Jack Welch and “the people game”

Jack Welch and “the people game”

jack_welch7I referred last time to an assertion of one of my business school professors, back in 1983, that we tend to focus on “hard” stuff in our schools of management. Only later, when we have years of experience as managers in organizations, do many of us come to the realization that the “soft” stuff—human behavior and people management—matters more. As he said: “In time, you’ll discover that it’s mostly a people game.”

 As I was writing that post, I reflected on the many examples I have seen of this phenomenon—stories and quotes from CEOs or other top managers who seem to focus increasingly on the human side of their organizations as they advance through their careers. By this observation, I do not mean to imply that they were not at all people oriented in their earlier years but rather to say that they seem to “discover” more and more that managing is indeed a “people game” above all else.

 One of the most striking illustrations of this tendency is legendary General Electric CEO Jack Welch, who is widely recognized as one of the outstanding business leaders of the past century. There is a Harvard Business School case, called “GE’s Two-Decade Transformation: Jack Welch’s Leadership”, that I taught in various business courses and leadership seminars for over a decade, in all parts of the world. One of the reasons I like this case so much is that it is a rare phenomenon: a study of a single leader over a long time period.
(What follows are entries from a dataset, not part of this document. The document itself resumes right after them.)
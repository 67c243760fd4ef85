use thiserror::Error;

/// Errors raised by trajectory recorders
#[derive(Error, Debug)]
pub enum RecorderError {
    #[error("Serialization error: {0}")]
    Serialization(String),

    #[error("IO error: {0}")]
    Io(#[from] std::io::Error),

    #[error("Recorder already finished")]
    Finished,
}

pub type RecorderResult<T> = std::result::Result<T, RecorderError>;
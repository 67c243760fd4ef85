use oligopoly_core::{ConfigError, FirmId};
use thiserror::Error;

#[derive(Error, Debug, Clone, PartialEq)]
pub enum MarketError {
    #[error("Simulator stepped before reset")]
    NotReset,

    #[error("Missing action for {0}")]
    MissingAction(FirmId),

    #[error("Unknown firm: {0}")]
    UnknownFirm(FirmId),

    #[error("Expected {expected} actions, got {got}")]
    ActionCount { expected: usize, got: usize },

    #[error("Non-finite action from {firm}")]
    NonFiniteAction { firm: FirmId },

    #[error("Configuration error: {0}")]
    Config(#[from] ConfigError),
}

pub type Result<T> = std::result::Result<T, MarketError>;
 Unlike most business cases, which tend to focus on a specific problem, opportunity, or situation, this longitudinal study affords us an opportunity to observe the CEO’s evolution. We get to compare the man at the beginning and at the end of his time as leader of a major corporation, and to see a number of intermediate steps along his path.

In the case of Jack Welch, students are often surprised to see how much the famous “Neutron Jack” of the early 1980s, a man who eliminated hundreds of thousands of jobs as he rationalized the corporation, became a people-centered manager by 1999.
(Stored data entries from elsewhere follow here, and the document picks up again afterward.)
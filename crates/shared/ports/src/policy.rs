use oligopoly_core::{FirmAction, FirmId, Observation};

/// Port for action sources
///
/// Anything that maps an observation to a `(price, investment)` decision:
/// - Scripted rules for tests and baselines
/// - Seeded random exploration
/// - Externally trained agents
///
/// Actions may be out of range; the simulator normalizes them.
pub trait Policy: Send {
    /// Policy name for logging
    fn name(&self) -> &str;

    /// Decide this period's action for `firm`
    fn act(&mut self, firm: FirmId, observation: &Observation) -> FirmAction;

    /// Called at the start of each episode (optional)
    fn reset(&mut self, _seed: Option<u64>) {}
}
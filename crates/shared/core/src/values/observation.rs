//! Full-state observation shared by every firm
//!
//! The market is a symmetric-information game: each firm receives the same
//! snapshot. The flat encoding is
//! `[prices(n), innovation(n), shares(n), marginal_costs(n), avg_price,
//! effective_demand, step_index, regime, substitute_pressure]`.

use serde::{Deserialize, Serialize};

use crate::entities::{FirmId, Regime};

/// Number of market-wide scalars appended after the per-firm blocks
const SCALAR_FIELDS: usize = 5;

/// Number of per-firm blocks
const PER_FIRM_FIELDS: usize = 4;

/// Market snapshot handed to policies after `reset` and each `step`
#[derive(Debug, Clone, PartialEq, Serialize, Deserialize)]
pub struct Observation {
    pub prices: Vec<f64>,
    pub innovation_stocks: Vec<f64>,
    pub market_shares: Vec<f64>,
    pub marginal_costs: Vec<f64>,
    pub avg_price: f64,
    pub effective_demand: f64,
    pub step_index: u32,
    pub regime: Regime,
    pub substitute_pressure: f64,
}

impl Observation {
    /// Length of the flat vector for an `n`-firm market
    pub const fn vector_len(n_firms: usize) -> usize {
        PER_FIRM_FIELDS * n_firms + SCALAR_FIELDS
    }

    pub fn n_firms(&self) -> usize {
        self.prices.len()
    }

    /// Flat encoding in the documented field order
    pub fn to_vector(&self) -> Vec<f64> {
        let mut out = Vec::with_capacity(Self::vector_len(self.n_firms()));
        out.extend_from_slice(&self.prices);
        out.extend_from_slice(&self.innovation_stocks);
        out.extend_from_slice(&self.market_shares);
        out.extend_from_slice(&self.marginal_costs);
        out.push(self.avg_price);
        out.push(self.effective_demand);
        out.push(f64::from(self.step_index));
        out.push(self.regime.indicator());
        out.push(self.substitute_pressure);
        out
    }

    /// Mean posted price of every firm except `firm`
    ///
    /// Falls back to the firm's own price in a single-firm market.
    pub fn mean_rival_price(&self, firm: FirmId) -> Option<f64> {
        let own = *self.prices.get(firm.index())?;
        let rivals = self.prices.len() - 1;
        if rivals == 0 {
            return Some(own);
        }
        let total: f64 = self.prices.iter().sum();
        Some((total - own) / rivals as f64)
    }

    pub fn marginal_cost(&self, firm: FirmId) -> Option<f64> {
        self.marginal_costs.get(firm.index()).copied()
    }
}

#[cfg(test)]
mod tests {
    use super::*;
    use approx::assert_relative_eq;

    fn sample() -> Observation {
        Observation {
            prices: vec![100.0, 150.0, 200.0],
            innovation_stocks: vec![0.0, 5.0, 10.0],
            market_shares: vec![0.5, 0.3, 0.2],
            marginal_costs: vec![80.0, 80.0, 80.0],
            avg_price: 150.0,
            effective_demand: 42.0,
            step_index: 7,
            regime: Regime::Boom,
            substitute_pressure: 0.15,
        }
    }

    #[test]
    fn test_vector_layout() {
        let obs = sample();
        let v = obs.to_vector();
        assert_eq!(v.len(), Observation::vector_len(3));
        assert_eq!(v.len(), 17);
        assert_eq!(&v[0..3], &[100.0, 150.0, 200.0]);
        assert_eq!(&v[9..12], &[80.0, 80.0, 80.0]);
        assert_eq!(v[12], 150.0);
        assert_eq!(v[14], 7.0);
        assert_eq!(v[15], 1.0);
        assert_eq!(v[16], 0.15);
    }

    #[test]
    fn test_mean_rival_price() {
        let obs = sample();
        assert_relative_eq!(obs.mean_rival_price(FirmId::new(0)).unwrap(), 175.0);
        assert_relative_eq!(obs.mean_rival_price(FirmId::new(2)).unwrap(), 125.0);
        assert!(obs.mean_rival_price(FirmId::new(9)).is_none());
    }
}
What I find particularly interesting are the videos that accompany the case. Christopher Bartlett, the professor who authored the entire teaching package, filmed Welch at various points between 1981, when he took over as CEO, through 2000, when he stepped down. Several of the recorded sessions show Welch interacting with students in classrooms or auditoriums at Harvard; others are private interviews between Bartlett and the CEO.

In the earlier videos, Welch speaks most often about “hard” elements of business—the facts and the numbers. When he addresses the students in 1985, he talks of how he has been restructuring the portfolio and streamlining the workforce for increased efficiency. Further on, in segments from 1989 and 1994, he focuses on productivity, operating margins, processes, getting employees to “stretch”, doing things by the numbers and evaluating results. While he does mention the quality of GE’s people in a few spots, one has the impression that it is something of an afterthought, with corporate systems having more importance.
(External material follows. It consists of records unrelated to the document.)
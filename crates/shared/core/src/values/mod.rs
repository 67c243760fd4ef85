mod observation;

pub use observation::Observation;

/// Posted price per unit
pub type Price = f64;

/// Monetary amount (revenue, cost, profit, R&D spend)
pub type Money = f64;
mod simulator;

pub use simulator::MarketSimulator;
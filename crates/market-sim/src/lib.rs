//! Market Simulator - round-based oligopoly
//!
//! A fixed number of firms simultaneously post a price and an R&D
//! investment each period. The simulator:
//!
//! - **Regulates**: clamps prices into `[marginal cost + margin, ceiling]`
//! - **Shocks**: evolves the boom/recession regime, supplier cost shock and
//!   substitute pressure
//! - **Allocates**: splits effective demand by softmax over price and innovation
//! - **Accounts**: returns each firm's profit as its reward
//!
//! ```rust,ignore
//! use market_sim::{MarketSimulator, model::{FirmAction, MarketConfig}};
//!
//! let mut sim = MarketSimulator::new(MarketConfig::default())?;
//! let (observations, _) = sim.reset(Some(42));
//! let outcome = sim.step_indexed(&[FirmAction::new(150.0, 5.0); 3])?;
//! ```

// Application layer
pub mod application;

// Domain layer
pub mod domain;

// Cross-cutting concerns
pub mod error;
pub mod model;

// Re-export main types for convenience
pub use application::MarketSimulator;
pub use domain::{MarketState, ProfitBreakdown};
pub use error::{MarketError, Result};
pub use model::{ResetInfo, StepInfo, StepOutcome};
Then, the final exchange between the professor and the CEO, from 1999, is a bit of a surprising one, a statement that allows us to see how Welch’s twenty years at the helm of GE have transformed him:

Bartlett: “As you look back on these last 20 years, personally, you as an individual and as a chief executive, what do you think are your biggest learnings? How different are you today as a manager than you were when you took over in 1981?”

Welch: “In 1981, I was much more of a hands-on [manager], very operational, very much interested in what piece of the portfolio you would keep and you wouldn’t keep, the nuts and bolts.”

“I see the job as manager today so much clearer. I see it as walking around with a can of fertilizer in one hand, and a jug of water in the other hand. And, you think of the employee population as a garden, and you’re pouring the fertilizer on, and pouring the water on, and you want the flowers to grow. Some will grow, some you’ll have to cut out. But your job is to constantly pour the fertilizer and the water on, and give everybody a chance to flourish.”

This story, of a leader becoming increasingly focused on people development as the years progress, is certainly not unique to Jack Welch. In fact, I have seen the theme repeated over and over, in a variety of contexts. We’ll look at some more examples soon on this blog.